I think your friend's bf just likes to make things up. 

I heard of a guy that "claimed" he fed his snake puppies...... BTW I was also told it was "king snake". LOL. Apparently it was over 6 feet long and could eat 2 puppies at a sitting. LOL


----------



## silverfox (Aug 29, 2013)

It does happen, but usually with pythons and boas. The big constrictors. A king snake or my corn snake, can't even get adult mice down until they are adults, let alone rats or kittens.


----------



## Xerneas (Aug 6, 2013)

As said, that doesn't sound true at all.

Unless it was one of the giant snakes (boas, burms, retics, etc) the most commonly kept small snakes in the pet trade like ball pythons and corn/milk/kings would regurgitate something that large. Rats are usually too big for the last three listed as well.

Also, Daize, king snakes are actually real but still small snakes (4-5ft, 6ft is rare). "King" is kind of a misleading name. Regardless, LOL.


----------



## nanashi7 (Jun 5, 2013)

The danger of free kittens is rather to taunt fighting dogs.


----------



## Daisy (Jul 8, 2013)

nanashi7 said:


> The danger of free kittens is rather to taunt fighting dogs.


^^^This. I was actually having a discussion on a reptile FB group regarding this. The general consensus was that no one would feed kittens or puppies. There were more than a few comments that questioned if the snakes would even eat a cat or dog, since they're predators and don't smell like a meal. Of course, there have been incidences in which large wild burms have eaten family pets, most herpers have cats and dogs as pets, and couldn't fathom feeding one to a snake. I think the bf was pulling your chain


----------



## Daize (Jun 8, 2013)

Xerneas said:


> Also, Daize, king snakes are actually real but still small snakes (4-5ft, 6ft is rare). "King" is kind of a misleading name. Regardless, LOL.


I know king snakes are real. I had one when I was a kid. I don't remember how big it was, but it ate mice. So, 2 puppies was quite a stretch for the story they told. LOL.


----------



## Daniel (Jun 24, 2013)

Daisy said:


> ^^^This. I was actually having a discussion on a reptile FB group regarding this. The general consensus was that no one would feed kittens or puppies. There were more than a few comments that questioned if the snakes would even eat a cat or dog, since they're predators and don't smell like a meal. Of course, there have been incidences in which large wild burms have eaten family pets, most herpers have cats and dogs as pets, and couldn't fathom feeding one to a snake. I think the bf was pulling your chain


Not to mention even a kitten, with their excellent eye sight, could easily turn the snake into it's own prey. No snake owner would be so cruel to both a snake and a cat/dog.

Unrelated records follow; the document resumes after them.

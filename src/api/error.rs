// ==========================================
// 订单履约后台 - API层错误类型
// ==========================================
// 职责: 定义API层错误类型，转换Repository/导入错误为调用方可区分的类别
// 类别: 校验 / 未找到（不泄露跨租户存在性）/ 瞬时失败（可重试）/ 存储失败
// ==========================================

use crate::importer::error::ImportError;
use crate::repository::error::RepositoryError;
use thiserror::Error;

/// API层错误类型
#[derive(Error, Debug)]
pub enum ApiError {
    // ==========================================
    // 输入与业务规则错误
    // ==========================================
    #[error("无效输入: {0}")]
    InvalidInput(String),

    #[error("数据验证失败: {0}")]
    ValidationError(String),

    /// 不存在，或不属于当前租户（两者不区分）
    #[error("资源未找到: {0}")]
    NotFound(String),

    #[error("业务规则违反: {0}")]
    BusinessRuleViolation(String),

    // ==========================================
    // 并发控制错误
    // ==========================================
    /// 冲突重试耗尽或数据库忙，调用方可稍后重试
    #[error("暂时无法完成，请稍后重试: {0}")]
    TransientFailure(String),

    // ==========================================
    // 数据访问错误
    // ==========================================
    #[error("数据库错误: {0}")]
    DatabaseError(String),

    #[error("数据库连接失败: {0}")]
    DatabaseConnectionError(String),

    #[error("数据库事务失败: {0}")]
    DatabaseTransactionError(String),

    // ==========================================
    // 导入错误
    // ==========================================
    #[error("文件导入失败: {0}")]
    ImportError(String),

    // ==========================================
    // 通用错误
    // ==========================================
    #[error("内部错误: {0}")]
    InternalError(String),

    #[error(transparent)]
    Other(#[from] anyhow::Error),
}

impl ApiError {
    /// 调用方是否可以原样重试
    pub fn is_transient(&self) -> bool {
        matches!(self, ApiError::TransientFailure(_))
    }
}

// ==========================================
// 从 RepositoryError 转换
// ==========================================
impl From<RepositoryError> for ApiError {
    fn from(err: RepositoryError) -> Self {
        match err {
            RepositoryError::NotFound { entity, id } => {
                ApiError::NotFound(format!("{}(id={})不存在", entity, id))
            }

            // 并发控制错误
            RepositoryError::RetryExhausted {
                operation,
                attempts,
                last_error,
            } => ApiError::TransientFailure(format!(
                "{} 重试 {} 次仍冲突: {}",
                operation, attempts, last_error
            )),
            RepositoryError::DatabaseBusy(msg) => ApiError::TransientFailure(msg),

            // 数据库错误
            RepositoryError::DatabaseConnectionError(msg) => ApiError::DatabaseConnectionError(msg),
            RepositoryError::DatabaseTransactionError(msg) => {
                ApiError::DatabaseTransactionError(msg)
            }
            RepositoryError::LockError(msg) => {
                ApiError::DatabaseConnectionError(format!("数据库锁获取失败: {}", msg))
            }
            RepositoryError::DatabaseQueryError(msg) => ApiError::DatabaseError(msg),
            RepositoryError::UniqueConstraintViolation(msg) => {
                ApiError::BusinessRuleViolation(format!("唯一约束违反: {}", msg))
            }
            RepositoryError::ForeignKeyViolation(msg) => {
                ApiError::BusinessRuleViolation(format!("外键约束违反: {}", msg))
            }

            // 数据质量错误
            RepositoryError::ValidationError(msg) => ApiError::ValidationError(msg),
            RepositoryError::SerializationError(msg) => ApiError::InternalError(msg),

            // 通用错误
            RepositoryError::InternalError(msg) => ApiError::InternalError(msg),
            RepositoryError::Other(err) => ApiError::Other(err),
        }
    }
}

// ==========================================
// 从 ImportError 转换
// ==========================================
impl From<ImportError> for ApiError {
    fn from(err: ImportError) -> Self {
        match err {
            ImportError::FileNotFound(path) => ApiError::NotFound(format!("文件{}不存在", path)),
            ImportError::UnsupportedFormat(_) | ImportError::MissingRequiredColumn(_) => {
                ApiError::InvalidInput(err.to_string())
            }
            ImportError::DatabaseError(msg) => ApiError::DatabaseError(msg),
            ImportError::Other(err) => ApiError::Other(err),
            other => ApiError::ImportError(other.to_string()),
        }
    }
}

impl From<tokio::task::JoinError> for ApiError {
    fn from(err: tokio::task::JoinError) -> Self {
        ApiError::InternalError(format!("后台任务失败: {}", err))
    }
}

/// Result 类型别名
pub type ApiResult<T> = Result<T, ApiError>;
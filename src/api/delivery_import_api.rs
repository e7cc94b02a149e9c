// ==========================================
// 订单履约后台 - 运单号表格导入 API
// ==========================================
// 流程: 解析网格 → 按必需表头（订单号 + 运单号）定位表头行 → 读取 (订单号, 承运商, 运单号)
//       → 订单号解析为本租户订单行 → 一次全有或全无的配送信息更新（状态置 배송중）
// 说明: 找不到的订单号只报告，不报错
// ==========================================

use std::collections::{HashMap, HashSet};
use std::path::Path;
use std::sync::Arc;

use serde::{Deserialize, Serialize};
use tracing::{debug, info};

use crate::api::error::ApiResult;
use crate::api::order_row_api::OrderRowApi;
use crate::domain::order_row::{field_keys, DeliveryInfoUpdate};
use crate::domain::types::{OrderStatus, RowId, TenantId};
use crate::importer::error::ImportError;
use crate::importer::file_parser::GridParser;
use crate::importer::header_alias::aliases_of;
use crate::importer::header_detector::{
    detect_by_required_headers, locate_column, DEFAULT_REQUIRED_SCAN_ROWS,
};
use crate::repository::order_row_repo::OrderRowRepository;

/// 运单号导入结果
#[derive(Debug, Clone, Serialize, Deserialize)]
pub struct TrackingImportReport {
    pub header_row_index: usize,
    pub updated_ids: Vec<RowId>,
    /// 表格中有、但租户内找不到的订单号
    pub unmatched_order_numbers: Vec<String>,
    /// 订单号或运单号为空而跳过的数据行数
    pub skipped_rows: usize,
}

/// 表格中的一条运单记录
#[derive(Debug, Clone)]
struct TrackingEntry {
    carrier: Option<String>,
    tracking_number: String,
}

pub struct DeliveryImportApi {
    parser: Box<dyn GridParser>,
    row_repo: Arc<OrderRowRepository>,
    row_api: Arc<OrderRowApi>,
}

impl DeliveryImportApi {
    pub fn new(
        parser: Box<dyn GridParser>,
        row_repo: Arc<OrderRowRepository>,
        row_api: Arc<OrderRowApi>,
    ) -> Self {
        Self {
            parser,
            row_repo,
            row_api,
        }
    }

    /// 导入运单号表格
    ///
    /// # 返回
    /// - Err(ImportError::MissingRequiredColumn): 前 6 行内没有同时包含订单号与运单号的表头
    /// - Err(NotFound): 匹配到的行在写入前被删除（整批不写入）
    pub fn import_tracking_sheet(
        &self,
        tenant_id: TenantId,
        file_path: &Path,
        actor: &str,
    ) -> ApiResult<TrackingImportReport> {
        let grid = self.parser.parse_grid(file_path)?;

        let order_aliases = aliases_of(field_keys::ORDER_NUMBER);
        let tracking_aliases = aliases_of(field_keys::TRACKING_NUMBER);
        let header = detect_by_required_headers(
            &grid,
            &[order_aliases, tracking_aliases],
            DEFAULT_REQUIRED_SCAN_ROWS,
        );
        if !header.satisfied {
            return Err(ImportError::MissingRequiredColumn("주문번호 / 운송장번호".to_string()).into());
        }

        let header_row = &grid[header.row_index];
        let (order_col, tracking_col) = match (
            locate_column(header_row, order_aliases),
            locate_column(header_row, tracking_aliases),
        ) {
            (Some(o), Some(t)) => (o, t),
            _ => {
                return Err(
                    ImportError::MissingRequiredColumn("주문번호 / 운송장번호".to_string()).into(),
                )
            }
        };
        let carrier_col = locate_column(header_row, aliases_of(field_keys::CARRIER));

        // 同一订单号多次出现时以最后一条为准
        let mut order_numbers: Vec<String> = Vec::new();
        let mut entries: HashMap<String, TrackingEntry> = HashMap::new();
        let mut skipped_rows = 0usize;
        for row in grid.iter().skip(header.row_index + 1) {
            let cell = |idx: usize| row.get(idx).map(|c| c.trim()).unwrap_or("");
            let order_number = cell(order_col);
            let tracking_number = cell(tracking_col);
            if order_number.is_empty() || tracking_number.is_empty() {
                if row.iter().any(|c| !c.trim().is_empty()) {
                    skipped_rows += 1;
                }
                continue;
            }

            let entry = TrackingEntry {
                carrier: carrier_col
                    .map(cell)
                    .filter(|c| !c.is_empty())
                    .map(|c| c.to_string()),
                tracking_number: tracking_number.to_string(),
            };
            if entries.insert(order_number.to_string(), entry).is_none() {
                order_numbers.push(order_number.to_string());
            }
        }
        debug!(
            entries = order_numbers.len(),
            skipped_rows, "运单号表格读取完成"
        );

        let matched = self
            .row_repo
            .find_ids_by_order_numbers(tenant_id, &order_numbers)?;

        let mut updates: Vec<DeliveryInfoUpdate> = Vec::with_capacity(matched.len());
        for (order_number, row_id) in &matched {
            if let Some(entry) = entries.get(order_number) {
                updates.push(DeliveryInfoUpdate {
                    row_id: *row_id,
                    carrier: entry.carrier.clone(),
                    tracking_number: Some(entry.tracking_number.clone()),
                    order_status: Some(OrderStatus::Shipping),
                });
            }
        }

        let matched_numbers: HashSet<&str> = matched.iter().map(|(n, _)| n.as_str()).collect();
        let unmatched_order_numbers: Vec<String> = order_numbers
            .iter()
            .filter(|n| !matched_numbers.contains(n.as_str()))
            .cloned()
            .collect();

        let updated_ids = if updates.is_empty() {
            Vec::new()
        } else {
            self.row_api
                .update_delivery_info(tenant_id, &updates, actor)?
                .ids
        };

        info!(
            tenant_id,
            header_row = header.row_index,
            updated = updated_ids.len(),
            unmatched = unmatched_order_numbers.len(),
            skipped_rows,
            "运单号导入完成"
        );
        Ok(TrackingImportReport {
            header_row_index: header.row_index,
            updated_ids,
            unmatched_order_numbers,
            skipped_rows,
        })
    }
}
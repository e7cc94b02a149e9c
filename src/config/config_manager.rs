// ==========================================
// 订单履约后台 - 配置管理器
// ==========================================
// 职责: 配置加载、查询、覆写管理
// 存储: config_kv 表 (key-value + scope)
// 覆写: 租户 scope（tenant:{id}）优先于 global
// ==========================================

use crate::config::pipeline_config_trait::PipelineConfigReader;
use crate::db::open_sqlite_connection;
use crate::domain::types::TenantId;
use async_trait::async_trait;
use rusqlite::{params, Connection, OptionalExtension};
use serde_json::json;
use std::collections::BTreeMap;
use std::error::Error;
use std::str::FromStr;
use std::sync::{Arc, Mutex};
use tracing::warn;

// ==========================================
// ConfigScope - 配置作用域
// ==========================================
#[derive(Debug, Clone, Copy, PartialEq, Eq)]
pub enum ConfigScope {
    Global,           // 全局
    Tenant(TenantId), // 租户
}

impl ConfigScope {
    pub fn scope_id(&self) -> String {
        match self {
            ConfigScope::Global => "global".to_string(),
            ConfigScope::Tenant(id) => format!("tenant:{}", id),
        }
    }
}

// ==========================================
// 配置键常量
// ==========================================
pub mod config_keys {
    // 表头探测
    pub const HEADER_SCAN_ROWS: &str = "header_scan_rows";
    pub const HEADER_MIN_MATCH: &str = "header_min_match";

    // 商品模糊匹配
    pub const FUZZY_MIN_RATING: &str = "fuzzy_min_rating";
    pub const FUZZY_MAX_RESULTS: &str = "fuzzy_max_results";

    // 批量写入
    pub const BULK_WRITE_CONCURRENCY: &str = "bulk_write_concurrency";
    pub const BATCH_NUMBER_MAX_RETRIES: &str = "batch_number_max_retries";

    // 租户
    pub const DEFAULT_TENANT_ID: &str = "default_tenant_id";
}

// ==========================================
// ConfigManager - 配置管理器
// ==========================================
pub struct ConfigManager {
    conn: Arc<Mutex<Connection>>,
    /// 读取时优先查询的租户 scope
    tenant_id: Option<TenantId>,
}

impl ConfigManager {
    /// 创建新的 ConfigManager 实例
    ///
    /// # 参数
    /// - db_path: 数据库文件路径
    pub fn new(db_path: &str) -> Result<Self, Box<dyn Error>> {
        let conn = open_sqlite_connection(db_path)?;

        Ok(Self {
            conn: Arc::new(Mutex::new(conn)),
            tenant_id: None,
        })
    }

    /// 从已有连接创建 ConfigManager
    ///
    /// 说明：为保证连接行为一致，会对传入连接再次应用统一 PRAGMA（幂等）。
    pub fn from_connection(conn: Arc<Mutex<Connection>>) -> Result<Self, Box<dyn Error>> {
        {
            let conn_guard = conn.lock().map_err(|e| format!("锁获取失败: {}", e))?;
            crate::db::configure_sqlite_connection(&conn_guard)?;
        }

        Ok(Self {
            conn,
            tenant_id: None,
        })
    }

    /// 返回一个优先读取租户 scope 的视图（共享同一连接）
    pub fn for_tenant(&self, tenant_id: TenantId) -> Self {
        Self {
            conn: self.conn.clone(),
            tenant_id: Some(tenant_id),
        }
    }

    /// 读取指定 scope 的配置值
    pub fn get_scoped_value(
        &self,
        scope: ConfigScope,
        key: &str,
    ) -> Result<Option<String>, Box<dyn Error>> {
        let conn = self.conn.lock().map_err(|e| format!("锁获取失败: {}", e))?;

        let value = conn
            .query_row(
                "SELECT value FROM config_kv WHERE scope_id = ?1 AND key = ?2",
                params![scope.scope_id(), key],
                |row| row.get::<_, String>(0),
            )
            .optional()?;
        Ok(value)
    }

    /// 读取生效配置值：租户 scope → global
    fn get_config_value(&self, key: &str) -> Result<Option<String>, Box<dyn Error>> {
        if let Some(tenant_id) = self.tenant_id {
            if let Some(value) = self.get_scoped_value(ConfigScope::Tenant(tenant_id), key)? {
                return Ok(Some(value));
            }
        }
        self.get_scoped_value(ConfigScope::Global, key)
    }

    /// 读取 global scope 的配置值（公开方法，供其他模块复用）
    pub fn get_global_config_value(&self, key: &str) -> Result<Option<String>, Box<dyn Error>> {
        self.get_scoped_value(ConfigScope::Global, key)
    }

    /// 写入配置值（UPSERT）
    pub fn set_config_value(
        &self,
        scope: ConfigScope,
        key: &str,
        value: &str,
    ) -> Result<(), Box<dyn Error>> {
        let conn = self.conn.lock().map_err(|e| format!("锁获取失败: {}", e))?;
        conn.execute(
            "INSERT INTO config_kv (scope_id, key, value, updated_at) VALUES (?1, ?2, ?3, datetime('now'))
             ON CONFLICT(scope_id, key) DO UPDATE SET value = ?3, updated_at = datetime('now')",
            params![scope.scope_id(), key, value],
        )?;
        Ok(())
    }

    /// 获取某 scope 全部配置的快照（JSON 格式）
    pub fn get_config_snapshot(&self, scope: ConfigScope) -> Result<String, Box<dyn Error>> {
        let conn = self.conn.lock().map_err(|e| format!("锁获取失败: {}", e))?;

        let mut stmt =
            conn.prepare("SELECT key, value FROM config_kv WHERE scope_id = ?1 ORDER BY key")?;

        let mut config_map: BTreeMap<String, String> = BTreeMap::new();
        let rows = stmt.query_map(params![scope.scope_id()], |row| {
            Ok((row.get::<_, String>(0)?, row.get::<_, String>(1)?))
        })?;
        for row in rows {
            let (key, value) = row?;
            config_map.insert(key, value);
        }

        Ok(serde_json::to_string(&json!(config_map))?)
    }

    /// 读取并解析配置；缺失或解析失败时回退到默认值
    fn get_parsed_or_default<T>(&self, key: &str, default: T) -> Result<T, Box<dyn Error>>
    where
        T: FromStr + Copy + std::fmt::Debug,
    {
        match self.get_config_value(key)? {
            None => Ok(default),
            Some(raw) => match raw.trim().parse::<T>() {
                Ok(v) => Ok(v),
                Err(_) => {
                    warn!(key, value = %raw, default = ?default, "配置值无法解析，使用默认值");
                    Ok(default)
                }
            },
        }
    }
}

#[async_trait]
impl PipelineConfigReader for ConfigManager {
    // ===== 表头探测 =====

    async fn get_header_scan_rows(&self) -> Result<usize, Box<dyn Error>> {
        let value = self.get_parsed_or_default(config_keys::HEADER_SCAN_ROWS, 10usize)?;
        Ok(value.max(1))
    }

    async fn get_header_min_matches(&self) -> Result<usize, Box<dyn Error>> {
        self.get_parsed_or_default(config_keys::HEADER_MIN_MATCH, 3usize)
    }

    // ===== 商品模糊匹配 =====

    async fn get_fuzzy_min_rating(&self) -> Result<f64, Box<dyn Error>> {
        let value = self.get_parsed_or_default(config_keys::FUZZY_MIN_RATING, 0.3f64)?;
        if (0.0..=1.0).contains(&value) {
            Ok(value)
        } else {
            warn!(value, "fuzzy_min_rating 超出 [0, 1]，使用默认值");
            Ok(0.3)
        }
    }

    async fn get_fuzzy_max_results(&self) -> Result<usize, Box<dyn Error>> {
        let value = self.get_parsed_or_default(config_keys::FUZZY_MAX_RESULTS, 5usize)?;
        Ok(value.max(1))
    }

    // ===== 批量写入 =====

    async fn get_bulk_write_concurrency(&self) -> Result<usize, Box<dyn Error>> {
        let value = self.get_parsed_or_default(config_keys::BULK_WRITE_CONCURRENCY, 8usize)?;
        Ok(value.max(1))
    }

    async fn get_batch_number_max_retries(&self) -> Result<u32, Box<dyn Error>> {
        self.get_parsed_or_default(config_keys::BATCH_NUMBER_MAX_RETRIES, 5u32)
    }

    // ===== 租户 =====

    async fn get_default_tenant_id(&self) -> Result<Option<TenantId>, Box<dyn Error>> {
        match self.get_config_value(config_keys::DEFAULT_TENANT_ID)? {
            None => Ok(None),
            Some(raw) if raw.trim().is_empty() => Ok(None),
            Some(raw) => match raw.trim().parse::<TenantId>() {
                Ok(id) => Ok(Some(id)),
                Err(_) => {
                    warn!(value = %raw, "default_tenant_id 无法解析，视为未配置");
                    Ok(None)
                }
            },
        }
    }
}
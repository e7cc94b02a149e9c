// ==========================================
// 订单履约后台 - 操作日志领域模型
// ==========================================
// 用途: 审计追踪（谁在何时对哪些订单行做了什么）
// 对齐: action_log 表
// ==========================================

use crate::domain::types::TenantId;
use chrono::NaiveDateTime;
use serde::{Deserialize, Serialize};
use serde_json::Value as JsonValue;
use std::fmt;

// ==========================================
// ActionLog - 操作日志
// ==========================================
#[derive(Debug, Clone, Serialize, Deserialize)]
pub struct ActionLog {
    pub action_id: String,
    pub tenant_id: TenantId,
    pub action_type: String,
    pub action_ts: NaiveDateTime,
    pub actor: String,
    pub target_ids: Vec<i64>,
    pub payload_json: Option<JsonValue>,
    pub detail: Option<String>,
}

impl ActionLog {
    pub fn new(
        tenant_id: TenantId,
        action_type: ActionType,
        actor: &str,
        target_ids: Vec<i64>,
        payload_json: Option<JsonValue>,
    ) -> Self {
        Self {
            action_id: uuid::Uuid::new_v4().to_string(),
            tenant_id,
            action_type: action_type.to_string(),
            action_ts: chrono::Local::now().naive_local(),
            actor: actor.to_string(),
            target_ids,
            payload_json,
            detail: None,
        }
    }

    pub fn with_detail(mut self, detail: impl Into<String>) -> Self {
        self.detail = Some(detail.into());
        self
    }
}

// ==========================================
// ActionType - 操作类型
// ==========================================
#[derive(Debug, Clone, Copy, PartialEq, Eq, Serialize, Deserialize)]
#[serde(rename_all = "SCREAMING_SNAKE_CASE")]
pub enum ActionType {
    Import,          // 表格导入
    AutoMap,         // 导入后自动映射
    StatusUpdate,    // 批量改状态
    Cancel,          // 取消
    CodeMapping,     // 批量编码映射
    FieldPatch,      // 单行字段修改
    DeliveryUpdate,  // 配送信息更新
    OrderedFlag,     // 发注标记切换
    Delete,          // 批量删除
    BatchDispatch,   // 发注批次分配
}

impl fmt::Display for ActionType {
    fn fmt(&self, f: &mut fmt::Formatter<'_>) -> fmt::Result {
        let s = match self {
            ActionType::Import => "IMPORT",
            ActionType::AutoMap => "AUTO_MAP",
            ActionType::StatusUpdate => "STATUS_UPDATE",
            ActionType::Cancel => "CANCEL",
            ActionType::CodeMapping => "CODE_MAPPING",
            ActionType::FieldPatch => "FIELD_PATCH",
            ActionType::DeliveryUpdate => "DELIVERY_UPDATE",
            ActionType::OrderedFlag => "ORDERED_FLAG",
            ActionType::Delete => "DELETE",
            ActionType::BatchDispatch => "BATCH_DISPATCH",
        };
        write!(f, "{}", s)
    }
}
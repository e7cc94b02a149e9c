// ==========================================
// 订单履约后台 - 表头别名解析
// ==========================================
// 职责: 任意表格表头 → 规范字段键
// 规则: 去除全部空白 + 小写后与别名表精确比较；不做模糊匹配
// 冲突: 按字段声明顺序，先声明者优先
// ==========================================

use crate::domain::order_row::field_keys;

/// 规范字段 → 已知表头别名（声明顺序即优先级）
pub static HEADER_ALIASES: &[(&str, &[&str])] = &[
    (
        field_keys::ORDER_NUMBER,
        &["주문번호", "쇼핑몰주문번호", "주문코드", "order no", "order number", "orderNumber"],
    ),
    (
        field_keys::PRODUCT_NAME,
        &["상품명", "제품명", "품목명", "주문상품명", "product name", "productName"],
    ),
    (field_keys::OPTION_NAME, &["옵션명", "옵션", "옵션정보", "option"]),
    (
        field_keys::MAPPING_CODE,
        &["매핑코드", "상품코드", "자체상품코드", "mapping code", "code"],
    ),
    (field_keys::PRODUCT_ID, &["상품id", "product id", "productId"]),
    (field_keys::QUANTITY, &["수량", "주문수량", "qty", "quantity"]),
    (field_keys::ORDERER_NAME, &["주문자명", "주문자", "구매자명", "구매자"]),
    (
        field_keys::RECIPIENT_NAME,
        &["수취인명", "수취인", "수령인", "받는분", "받는사람"],
    ),
    (
        field_keys::RECIPIENT_PHONE,
        &["수취인연락처", "수취인전화번호", "수취인휴대폰", "받는분연락처", "연락처"],
    ),
    (field_keys::POSTAL_CODE, &["우편번호", "zipcode", "zip code"]),
    (
        field_keys::ADDRESS,
        &["주소", "수취인주소", "배송지", "배송지주소", "받는분주소"],
    ),
    (
        field_keys::DELIVERY_MESSAGE,
        &["배송메시지", "배송메세지", "배송요청사항", "요청사항"],
    ),
    (field_keys::SHOP_NAME, &["쇼핑몰명", "쇼핑몰", "판매처", "mall"]),
    (field_keys::SALE_PRICE, &["판매가", "결제금액", "판매금액", "price"]),
    (field_keys::CARRIER, &["택배사", "배송업체", "택배회사", "carrier"]),
    (
        field_keys::TRACKING_NUMBER,
        &["운송장번호", "송장번호", "운송장", "tracking number", "trackingNumber"],
    ),
    (field_keys::ORDER_STATUS, &["주문상태", "상태", "order status"]),
];

/// 表头归一化：去除全部空白字符并转小写
pub fn normalize_header(raw: &str) -> String {
    raw.chars()
        .filter(|c| !c.is_whitespace())
        .flat_map(char::to_lowercase)
        .collect()
}

/// 解析表头对应的规范字段键；无法识别返回 None
pub fn resolve_header(raw: &str) -> Option<&'static str> {
    let normalized = normalize_header(raw);
    if normalized.is_empty() {
        return None;
    }
    resolve_normalized(&normalized)
}

/// 对已归一化的表头解析
pub(crate) fn resolve_normalized(normalized: &str) -> Option<&'static str> {
    HEADER_ALIASES
        .iter()
        .find(|(_, aliases)| aliases.iter().any(|a| normalize_header(a) == normalized))
        .map(|(key, _)| *key)
}

/// 某规范字段的全部别名
pub fn aliases_of(field: &str) -> &'static [&'static str] {
    HEADER_ALIASES
        .iter()
        .find(|(key, _)| *key == field)
        .map(|(_, aliases)| *aliases)
        .unwrap_or(&[])
}
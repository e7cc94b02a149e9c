// ==========================================
// 订单履约后台 - 领域模型层
// ==========================================
// 职责: 定义领域实体、类型、字段合并语义
// 红线: 不含数据访问逻辑,不含引擎逻辑
// ==========================================

pub mod action_log;
pub mod order_row;
pub mod product;
pub mod types;
pub mod vendor;

// 重导出核心类型
pub use action_log::{ActionLog, ActionType};
pub use order_row::{
    field_keys, DeliveryInfoUpdate, FieldMap, FieldValue, NewOrderRow, OrderRow, OrderUpload,
};
pub use product::{NewProduct, Product, ProductMapping};
pub use types::{OrderStatus, RowId, SubmitType, TenantId};
pub use vendor::{BatchAssignment, NewPurchaseVendor, OrderBatch, PurchaseVendor};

My mother's cats even when young would sometimes bring back fairly large snakes as 'gifts'


----------



## Grawrisher (Sep 10, 2013)

I don't know, maybe he was kidding, but he usually says just kidding and I think after horrifying Jaimie chelae and I he got his kicks sufficiently enough to tell us he was kidding, he said it was a ball python


Sent from Petguide.com Free App


----------



## Grawrisher (Sep 10, 2013)

Daniel said:


> Not to mention even a kitten, with their excellent eye sight, could easily turn the snake into it's own prey. No snake owner would be so cruel to both a snake and a cat/dog.
> 
> My mother's cats even when young would sometimes bring back fairly large snakes as 'gifts'


I mean I definitely somewhat question it because my own cat while too lazy to attack my rats when they're in the same room...used to kill countless garter snakes.... But idk....it's still awful that e even made up that kind of story 


Sent from Petguide.com Free App


----------



## Daize (Jun 8, 2013)

Grawrisher said:


> I don't know, maybe he was kidding, but he usually says just kidding and I think after horrifying Jaimie chelae and I he got his kicks sufficiently enough to tell us he was kidding, he said it was a ball python
> 
> 
> Sent from Petguide.com Free App


Ball Pythons don't get large enough to eat a kitten. They'd have difficulties eating a large rat. Ball Pythons don't get much over 5 feet. Also, they can tend to be picky eaters. So, it's unlikely he's feeding kittens to his Ball Python. 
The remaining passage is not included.